▶ PROBLEM
Among the records below, find each line containing the word "last" and copy it.

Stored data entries
* * *

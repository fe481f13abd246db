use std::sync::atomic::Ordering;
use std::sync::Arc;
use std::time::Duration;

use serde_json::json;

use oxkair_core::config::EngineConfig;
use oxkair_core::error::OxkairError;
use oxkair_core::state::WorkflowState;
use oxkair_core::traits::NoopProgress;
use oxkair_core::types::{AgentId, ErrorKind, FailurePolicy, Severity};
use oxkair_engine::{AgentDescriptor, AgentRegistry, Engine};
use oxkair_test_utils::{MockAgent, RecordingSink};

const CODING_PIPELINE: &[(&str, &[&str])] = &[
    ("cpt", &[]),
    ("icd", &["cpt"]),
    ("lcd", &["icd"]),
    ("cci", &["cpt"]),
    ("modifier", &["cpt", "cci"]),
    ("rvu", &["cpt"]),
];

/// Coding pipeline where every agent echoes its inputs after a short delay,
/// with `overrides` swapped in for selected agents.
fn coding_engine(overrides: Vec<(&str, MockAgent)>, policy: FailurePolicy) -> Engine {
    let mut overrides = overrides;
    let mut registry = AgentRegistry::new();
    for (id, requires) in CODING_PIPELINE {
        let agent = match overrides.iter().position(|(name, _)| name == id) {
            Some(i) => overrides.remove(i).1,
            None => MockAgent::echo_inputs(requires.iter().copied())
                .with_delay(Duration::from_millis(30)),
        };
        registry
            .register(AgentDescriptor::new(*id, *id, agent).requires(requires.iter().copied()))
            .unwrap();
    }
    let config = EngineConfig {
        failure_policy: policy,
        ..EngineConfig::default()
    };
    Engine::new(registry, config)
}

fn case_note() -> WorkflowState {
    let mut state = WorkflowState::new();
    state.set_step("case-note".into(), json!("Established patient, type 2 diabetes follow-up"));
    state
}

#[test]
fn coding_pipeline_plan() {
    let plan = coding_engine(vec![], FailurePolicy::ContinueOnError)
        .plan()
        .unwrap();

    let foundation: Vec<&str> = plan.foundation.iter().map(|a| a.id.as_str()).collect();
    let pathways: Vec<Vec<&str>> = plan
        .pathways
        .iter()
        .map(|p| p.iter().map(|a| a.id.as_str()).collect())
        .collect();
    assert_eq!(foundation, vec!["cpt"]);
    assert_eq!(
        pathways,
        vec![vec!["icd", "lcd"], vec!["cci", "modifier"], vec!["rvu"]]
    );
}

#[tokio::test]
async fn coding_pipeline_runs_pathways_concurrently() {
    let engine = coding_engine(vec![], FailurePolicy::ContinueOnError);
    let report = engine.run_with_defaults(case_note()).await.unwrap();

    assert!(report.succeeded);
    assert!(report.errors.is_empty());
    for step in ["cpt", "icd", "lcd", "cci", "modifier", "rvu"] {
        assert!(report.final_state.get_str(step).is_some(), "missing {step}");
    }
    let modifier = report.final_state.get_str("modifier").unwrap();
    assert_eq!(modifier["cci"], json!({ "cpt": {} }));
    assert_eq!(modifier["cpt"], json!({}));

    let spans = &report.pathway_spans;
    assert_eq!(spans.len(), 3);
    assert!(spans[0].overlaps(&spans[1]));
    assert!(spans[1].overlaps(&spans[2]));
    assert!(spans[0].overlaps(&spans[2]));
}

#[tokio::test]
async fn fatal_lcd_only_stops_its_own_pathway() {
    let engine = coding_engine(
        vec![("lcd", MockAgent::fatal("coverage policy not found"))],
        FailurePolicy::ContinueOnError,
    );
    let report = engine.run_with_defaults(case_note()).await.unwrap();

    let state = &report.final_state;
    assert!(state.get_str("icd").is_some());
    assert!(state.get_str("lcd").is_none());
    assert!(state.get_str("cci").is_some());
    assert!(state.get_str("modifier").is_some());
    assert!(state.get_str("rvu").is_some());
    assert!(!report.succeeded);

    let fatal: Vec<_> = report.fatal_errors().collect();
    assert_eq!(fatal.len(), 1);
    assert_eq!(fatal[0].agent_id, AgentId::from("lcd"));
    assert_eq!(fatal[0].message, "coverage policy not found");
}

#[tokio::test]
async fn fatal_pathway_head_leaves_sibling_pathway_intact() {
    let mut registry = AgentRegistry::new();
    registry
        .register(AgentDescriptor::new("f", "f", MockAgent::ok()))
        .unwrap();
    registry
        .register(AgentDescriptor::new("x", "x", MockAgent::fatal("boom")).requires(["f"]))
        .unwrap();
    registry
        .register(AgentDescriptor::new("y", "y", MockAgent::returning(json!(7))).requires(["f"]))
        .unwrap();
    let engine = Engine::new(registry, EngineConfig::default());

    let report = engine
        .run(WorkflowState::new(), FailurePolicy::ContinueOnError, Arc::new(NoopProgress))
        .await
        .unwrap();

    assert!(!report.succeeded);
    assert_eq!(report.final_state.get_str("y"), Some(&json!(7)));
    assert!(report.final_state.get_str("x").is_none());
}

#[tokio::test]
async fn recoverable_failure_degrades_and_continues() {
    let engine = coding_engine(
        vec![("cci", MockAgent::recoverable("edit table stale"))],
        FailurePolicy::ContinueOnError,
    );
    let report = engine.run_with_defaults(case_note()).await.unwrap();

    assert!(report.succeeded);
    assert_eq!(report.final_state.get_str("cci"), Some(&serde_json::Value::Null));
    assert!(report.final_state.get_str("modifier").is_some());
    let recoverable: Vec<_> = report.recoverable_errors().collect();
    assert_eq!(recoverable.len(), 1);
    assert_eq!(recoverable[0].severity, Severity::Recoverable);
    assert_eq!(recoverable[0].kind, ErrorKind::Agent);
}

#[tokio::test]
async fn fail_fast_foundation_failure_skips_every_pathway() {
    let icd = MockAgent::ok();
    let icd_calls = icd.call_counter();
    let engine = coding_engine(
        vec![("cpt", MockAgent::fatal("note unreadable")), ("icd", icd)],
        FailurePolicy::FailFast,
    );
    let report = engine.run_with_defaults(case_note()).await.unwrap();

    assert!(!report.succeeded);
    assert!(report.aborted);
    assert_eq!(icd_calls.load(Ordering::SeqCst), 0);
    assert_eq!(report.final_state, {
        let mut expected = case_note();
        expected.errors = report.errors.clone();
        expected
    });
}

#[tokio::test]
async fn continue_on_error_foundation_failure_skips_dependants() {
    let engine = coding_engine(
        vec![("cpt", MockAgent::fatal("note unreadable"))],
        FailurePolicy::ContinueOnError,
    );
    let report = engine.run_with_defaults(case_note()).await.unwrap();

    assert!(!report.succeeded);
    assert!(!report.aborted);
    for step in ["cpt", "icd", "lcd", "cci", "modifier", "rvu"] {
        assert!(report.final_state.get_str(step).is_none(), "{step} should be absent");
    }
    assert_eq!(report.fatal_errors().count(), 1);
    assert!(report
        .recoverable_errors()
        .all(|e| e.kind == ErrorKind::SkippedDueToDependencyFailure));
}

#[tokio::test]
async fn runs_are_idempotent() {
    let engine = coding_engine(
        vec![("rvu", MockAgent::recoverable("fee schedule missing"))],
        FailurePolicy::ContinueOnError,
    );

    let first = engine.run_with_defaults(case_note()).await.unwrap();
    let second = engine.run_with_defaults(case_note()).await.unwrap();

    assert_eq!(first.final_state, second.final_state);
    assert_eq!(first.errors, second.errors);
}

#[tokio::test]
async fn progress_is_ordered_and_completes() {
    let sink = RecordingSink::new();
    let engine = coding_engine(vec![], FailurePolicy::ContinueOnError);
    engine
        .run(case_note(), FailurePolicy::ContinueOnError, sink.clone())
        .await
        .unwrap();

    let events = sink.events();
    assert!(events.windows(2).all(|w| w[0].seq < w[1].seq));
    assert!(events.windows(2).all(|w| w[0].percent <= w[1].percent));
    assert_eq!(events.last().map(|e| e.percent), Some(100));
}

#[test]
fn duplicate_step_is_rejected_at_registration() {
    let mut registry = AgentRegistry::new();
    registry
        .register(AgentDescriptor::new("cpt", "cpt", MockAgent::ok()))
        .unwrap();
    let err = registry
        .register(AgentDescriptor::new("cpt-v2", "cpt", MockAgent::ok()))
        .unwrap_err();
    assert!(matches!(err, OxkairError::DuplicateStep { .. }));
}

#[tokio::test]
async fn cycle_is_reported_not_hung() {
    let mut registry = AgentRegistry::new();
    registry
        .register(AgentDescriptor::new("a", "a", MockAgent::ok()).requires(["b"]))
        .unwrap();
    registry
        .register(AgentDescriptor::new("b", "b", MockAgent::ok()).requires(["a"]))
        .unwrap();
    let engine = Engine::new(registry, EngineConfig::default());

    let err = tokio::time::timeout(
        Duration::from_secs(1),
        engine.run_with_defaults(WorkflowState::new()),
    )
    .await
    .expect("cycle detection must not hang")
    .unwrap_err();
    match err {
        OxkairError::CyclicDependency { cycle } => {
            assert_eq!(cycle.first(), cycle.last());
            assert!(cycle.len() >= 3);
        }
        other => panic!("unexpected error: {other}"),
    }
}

* * *

▶ SOLUTION FOR THIS TASK
    assert_eq!(events.last().map(|e| e.percent), Some(100));
            assert_eq!(cycle.first(), cycle.last());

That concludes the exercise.